In the dark, the house above the sea stands hollow. I wonder of it’s abandonment. I imagine that it has housed many hearts. I am dreaming now, creating maybes and might-have-beens. What ghosts are looking at me through warbling windows? What caused the separation of habitation and inhabitant? There is, I must admit, something beautiful about a structure returning to nature. There is not a single hint of paint. The wood is all the color of drift wood, both grey and green at the same time. And the bleak, scraped land is all around. Artichokes and Brussel sprouts are the crops of choice. Miles of plastics cover the crops and there’s not a hint of plant life save that which is planted and sprayed and plucked and processed. Farming here looks more like a science project. Maybe that’s why the house is empty; new people practicing new ways. Not too far down the road is a sign with the name of Donald Trump in gaudy red letters saying something about making America great. I feel an urge to drive down to the cliffs and watch the ocean, to look at something I know is true.

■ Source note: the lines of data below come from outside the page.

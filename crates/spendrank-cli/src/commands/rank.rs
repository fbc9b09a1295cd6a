//! Rank and history command implementations

use anyhow::Result;
use chrono::{DateTime, Utc};
use serde::Serialize;
use spendrank_core::{Category, DisplayEntry, Ledger, RawPoint, Timeframe};
use std::collections::BTreeMap;
use tracing::debug;

use super::require_user;

/// Output of `spendrank rank`
#[derive(Debug, Serialize)]
#[serde(rename_all = "camelCase")]
pub struct RankReport {
    pub user_spent_ratio: f64,
    pub user_rank: Option<u32>,
    pub num_users: usize,
    pub top_users: Vec<String>,
    pub top_spent_ratios: Vec<f64>,
    pub display_entries: Vec<DisplayEntry>,
    pub top_percent: Option<f64>,
    pub ref_time: DateTime<Utc>,
}

/// Output of `spendrank history`
#[derive(Debug, Serialize)]
#[serde(rename_all = "camelCase")]
pub struct HistoryReport {
    pub user_id: String,
    pub category: Category,
    pub timeframe: Timeframe,
    pub rank_series: BTreeMap<DateTime<Utc>, u32>,
    pub ratio_series: BTreeMap<DateTime<Utc>, f64>,
    pub raw_series: BTreeMap<DateTime<Utc>, Vec<RawPoint>>,
    pub ref_time: DateTime<Utc>,
}

pub fn cmd_rank(
    ledger: &Ledger,
    user_id: &str,
    category: &str,
    time: &str,
    state: Option<&str>,
    reference: DateTime<Utc>,
) -> Result<RankReport> {
    let category: Category = category.parse()?;
    let timeframe: Timeframe = time.parse()?;

    let snapshot = ledger.snapshot();
    require_user(&snapshot, user_id)?;

    let outcome = snapshot.rank(user_id, category, timeframe, reference, state)?;
    debug!(
        user_id,
        rank = ?outcome.user_rank,
        neighbors = outcome.neighbors.len(),
        "Rank query complete"
    );

    Ok(RankReport {
        user_spent_ratio: outcome.user_ratio,
        user_rank: outcome.user_rank,
        num_users: outcome.user_count_nonzero,
        top_users: outcome.neighbors.iter().map(|n| n.user_id.clone()).collect(),
        top_spent_ratios: outcome.neighbors.iter().map(|n| n.spent_ratio).collect(),
        display_entries: outcome.display_entries(),
        top_percent: outcome.top_percent(),
        ref_time: reference,
    })
}

pub fn cmd_history(
    ledger: &Ledger,
    user_id: &str,
    category: &str,
    time: &str,
    state: Option<&str>,
    reference: DateTime<Utc>,
    buckets: usize,
) -> Result<HistoryReport> {
    let category: Category = category.parse()?;
    let timeframe: Timeframe = time.parse()?;

    let snapshot = ledger.snapshot();
    require_user(&snapshot, user_id)?;

    let history = snapshot.history(user_id, category, timeframe, reference, buckets, state)?;

    Ok(HistoryReport {
        user_id: user_id.to_string(),
        category,
        timeframe,
        rank_series: history.rank_series,
        ratio_series: history.ratio_series,
        raw_series: history.raw_series,
        ref_time: reference,
    })
}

The low branches of the cypress are huge and rotten. Up 30 feet they are more solid, some of them droop all the way to the ground. Everything is drenched from the rain event last night. There was lightning over the ocean. Just before dark, when the sun was still coloring the upper terraces of the world, a whale surfaced and spouted, the flume hung white in the dark air for a full minute after the whale had passed. And in the night I thought of that whale out there in the dark — maybe hanging in the black with the storm overhead while the lightning spoke the language of the clouds. Maybe thinking bigger and deeper thoughts than any human could ever imagine. Maybe even mapping out the course of all things that have ever been and looking into the future by mirroring the past. Maybe understanding the way of things because it is a whale and not intimidated by vastness and expanse, and, in truth, a child of both those things. And I listened to the rain and thought of that whale and remembered the color of it’s breath as it hung in the air over the water and beneath the clouds that were still lighted by the last rays of the sun. But that was last night and this tree is tall. My nephew is with me and he’s watching me navigate. We are Jacks-in-the-beanstalk. We are climbing to the clouds. And one branch at a time and a 100 feet high and again and again to the sky. My nephew doesn’t talk too much, I think he’s too busy thinking to say a whole lot. He’s strong and listens as we move into the top-most branches. Coastal Cypress trees are cool because you can top out and stand above everything. Several pelicans fly over with a tiny black and white tern in their jet-wash. All the birds look at us, we are odd in their space. Far below is the RV, the dolphin, looking as tiny as ever. I can see my lover reading her book about octopuses in the broken sunlight. A couple miles away sits the abandoned farm house and the ghosts are in every window, looking out.
Looking out. And smiling.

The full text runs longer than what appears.